From the Machine vol. 1 presenta due brani cameristici che, oltre a impiegare le tecniche classiche della composizione elettronica, arrivano a proporne la trasposizione in un contesto esclusivamente acustico. April 20, 2015, firmato da Kirschner, nasce come brano interamente elettronico, successivamente trascritto in notazione tradizionale da Branciforte, in un processo di vera e propria “ingegneria inversa”. La sfida è stata quella di ritradurre un tessuto sonoro, di per sé magmatico e privo di qualunque riferimento metrico, in una partitura che restituisse il dettaglio dell’originale digitale in termini intelligibili per gli esecutori (in questo caso due violoncellisti e un pianista). L’operazione, audace quanto certosina, punta alla massima fedeltà al testo elettronico, aggiungendovi però l’espressività e la texture analogica degli strumenti acustici.

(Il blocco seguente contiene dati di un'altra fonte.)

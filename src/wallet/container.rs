// SPDX-License-Identifier: AGPL-3.0-or-later
//
// Copyright (C) 2026 Relational Network

//! Serialized wallet container.
//!
//! ```text
//! { "type": "derived" | "vault", "version": <u32>, "address": "0x…", "meta": { … } }
//! ```
//!
//! The tag and version are checked against a closed set before the `meta`
//! payload is looked at. Containers are never mutated in place: a format
//! upgrade produces a new container.

use std::str::FromStr;

use alloy::primitives::Address;
use serde::{de::DeserializeOwned, Deserialize, Serialize};

use crate::error::{Result, WalletError};

/// Tag of the derived-key wallet backend.
pub const DERIVED_TAG: &str = "derived";

/// Tag of the managed vault backend.
pub const VAULT_TAG: &str = "vault";

/// Which backend a container belongs to.
#[derive(Debug, Clone, Copy, PartialEq, Eq, Hash)]
pub enum WalletKind {
    Derived,
    Vault,
}

impl WalletKind {
    pub fn tag(&self) -> &'static str {
        match self {
            WalletKind::Derived => DERIVED_TAG,
            WalletKind::Vault => VAULT_TAG,
        }
    }

    pub fn from_tag(tag: &str) -> Result<Self> {
        match tag {
            DERIVED_TAG => Ok(WalletKind::Derived),
            VAULT_TAG => Ok(WalletKind::Vault),
            other => Err(WalletError::Format(format!("unknown wallet type `{other}`"))),
        }
    }
}

/// Versions of the derived-key container.
#[derive(Debug, Clone, Copy, PartialEq, Eq, PartialOrd, Ord)]
pub enum DerivedVersion {
    V1 = 1,
}

impl DerivedVersion {
    pub const CURRENT: DerivedVersion = DerivedVersion::V1;
}

/// Versions of the vault container, oldest first.
#[derive(Debug, Clone, Copy, PartialEq, Eq, PartialOrd, Ord)]
pub enum VaultVersion {
    /// PBKDF2-protected single-account vault
    V1 = 1,
    /// Argon2id-protected vault with HD path and account count
    V2 = 2,
}

impl VaultVersion {
    pub const CURRENT: VaultVersion = VaultVersion::V2;

    /// The next version in the upgrade chain, `None` once current.
    pub fn next(self) -> Option<VaultVersion> {
        match self {
            VaultVersion::V1 => Some(VaultVersion::V2),
            VaultVersion::V2 => None,
        }
    }
}

/// A validated `(tag, version)` pair.
#[derive(Debug, Clone, Copy, PartialEq, Eq)]
pub enum ContainerFormat {
    Derived(DerivedVersion),
    Vault(VaultVersion),
}

impl ContainerFormat {
    pub fn kind(&self) -> WalletKind {
        match self {
            ContainerFormat::Derived(_) => WalletKind::Derived,
            ContainerFormat::Vault(_) => WalletKind::Vault,
        }
    }

    pub fn version_number(&self) -> u32 {
        match self {
            ContainerFormat::Derived(v) => *v as u32,
            ContainerFormat::Vault(v) => *v as u32,
        }
    }
}

/// Serialized wallet, as produced by `create`/`recover_*` and consumed by `load_from`.
#[derive(Clone, PartialEq, Serialize, Deserialize)]
pub struct WalletData {
    #[serde(rename = "type")]
    pub kind: String,
    pub version: u32,
    pub address: String,
    pub meta: serde_json::Value,
}

impl WalletData {
    pub(crate) fn new(format: ContainerFormat, address: Address, meta: impl Serialize) -> Result<Self> {
        Ok(Self {
            kind: format.kind().tag().to_string(),
            version: format.version_number(),
            address: address.to_checksum(None),
            meta: serde_json::to_value(meta)
                .map_err(|e| WalletError::Generation(format!("failed to encode container: {e}")))?,
        })
    }

    /// Parse a container from JSON.
    pub fn from_json(json: &str) -> Result<Self> {
        Ok(serde_json::from_str(json)?)
    }

    /// Serialize to compact JSON.
    pub fn to_json(&self) -> Result<String> {
        Ok(serde_json::to_string(self)?)
    }

    /// Validate the tag and version without touching `meta`.
    pub fn format(&self) -> Result<ContainerFormat> {
        match WalletKind::from_tag(&self.kind)? {
            WalletKind::Derived => match self.version {
                1 => Ok(ContainerFormat::Derived(DerivedVersion::V1)),
                other => Err(unsupported(DERIVED_TAG, other)),
            },
            WalletKind::Vault => match self.version {
                1 => Ok(ContainerFormat::Vault(VaultVersion::V1)),
                2 => Ok(ContainerFormat::Vault(VaultVersion::V2)),
                other => Err(unsupported(VAULT_TAG, other)),
            },
        }
    }

    /// The recorded address.
    pub fn address(&self) -> Result<Address> {
        Address::from_str(&self.address)
            .map_err(|e| WalletError::Integrity(format!("invalid container address: {e}")))
    }

    /// Decode the backend payload.
    pub(crate) fn meta<T: DeserializeOwned>(&self) -> Result<T> {
        serde_json::from_value(self.meta.clone())
            .map_err(|e| WalletError::Integrity(format!("malformed {} payload: {e}", self.kind)))
    }

    /// Fail unless `derived` matches the recorded address.
    pub(crate) fn ensure_address(&self, derived: Address) -> Result<()> {
        if self.address()? != derived {
            return Err(WalletError::Integrity(
                "container address does not match its key".to_string(),
            ));
        }
        Ok(())
    }
}

// Manual Debug so key material in `meta` never reaches logs.
impl std::fmt::Debug for WalletData {
    fn fmt(&self, f: &mut std::fmt::Formatter<'_>) -> std::fmt::Result {
        f.debug_struct("WalletData")
            .field("kind", &self.kind)
            .field("version", &self.version)
            .field("address", &self.address)
            .field("meta", &"[REDACTED]")
            .finish()
    }
}

fn unsupported(tag: &str, version: u32) -> WalletError {
    WalletError::Format(format!("unsupported {tag} container version {version}"))
}

#[cfg(test)]
mod tests {
    use super::*;
    use serde_json::json;

    fn container(kind: &str, version: u32) -> WalletData {
        WalletData {
            kind: kind.to_string(),
            version,
            address: "0xf39Fd6e51aad88F6F4ce6aB8827279cffFb92266".to_string(),
            meta: json!({ "privateKey": "0xdeadbeef" }),
        }
    }

    #[test]
    fn accepted_formats() {
        assert_eq!(
            container("derived", 1).format().unwrap(),
            ContainerFormat::Derived(DerivedVersion::V1)
        );
        assert_eq!(
            container("vault", 1).format().unwrap(),
            ContainerFormat::Vault(VaultVersion::V1)
        );
        assert_eq!(
            container("vault", 2).format().unwrap(),
            ContainerFormat::Vault(VaultVersion::V2)
        );
    }

    #[test]
    fn unknown_tag_or_version_is_a_format_error() {
        assert!(matches!(container("ledger", 1).format(), Err(WalletError::Format(_))));
        assert!(matches!(container("derived", 2).format(), Err(WalletError::Format(_))));
        assert!(matches!(container("vault", 0).format(), Err(WalletError::Format(_))));
        assert!(matches!(container("vault", 3).format(), Err(WalletError::Format(_))));
    }

    #[test]
    fn json_uses_type_key() {
        let json = container("derived", 1).to_json().unwrap();
        assert!(json.contains(r#""type":"derived""#));
        let back = WalletData::from_json(&json).unwrap();
        assert_eq!(back, container("derived", 1));
    }

    #[test]
    fn unparseable_json_is_an_integrity_error() {
        assert!(matches!(WalletData::from_json("{\"type\":"), Err(WalletError::Integrity(_))));
    }

    #[test]
    fn debug_redacts_meta() {
        let debug = format!("{:?}", container("derived", 1));
        assert!(!debug.contains("deadbeef"));
        assert!(debug.contains("[REDACTED]"));
    }

    #[test]
    fn upgrade_chain_ends_at_current() {
        let mut version = VaultVersion::V1;
        while let Some(next) = version.next() {
            assert!(next > version);
            version = next;
        }
        assert_eq!(version, VaultVersion::CURRENT);
    }
}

0123 è un brano programmatico della direzione intrapresa da Branciforte, che si è affidato a una scrittura puramente generativa e algoritmica in ambiente software: una minuscola cellula intervallare (un cluster cromatico di quattro suoni, riassunto dalle cifre che danno il titolo al brano) è stata trasformata e sviluppata in tutte le sue possibili permutazioni e successivamente trascritta per un quartetto d’archi sbilanciato sul registro più basso (contrabbasso, violoncello, viola e violino). Si tratta quindi di musica scritta dalla macchina per essere eseguita dall’uomo. Siamo molto lontani, tuttavia, dalla distopia cibernetica dei Kraftwerk di The Man Machine. Il risultato è straniante quanto affascinante: nel solco delle composizioni numeriche del primissimo Michael Nyman e della serafica aleatorietà di Music for Airports di Brian Eno (le cui partiture modulari vengono richiamate dalla copertina di From the Machine vol. 1), qui l’intenzione – per quanto provocatoria possa apparire – è quella di liberare la creatività nascosta nei processori digitali e di umanizzarne l’output, esaltandone le sfumature espressive con mezzi squisitamente umani.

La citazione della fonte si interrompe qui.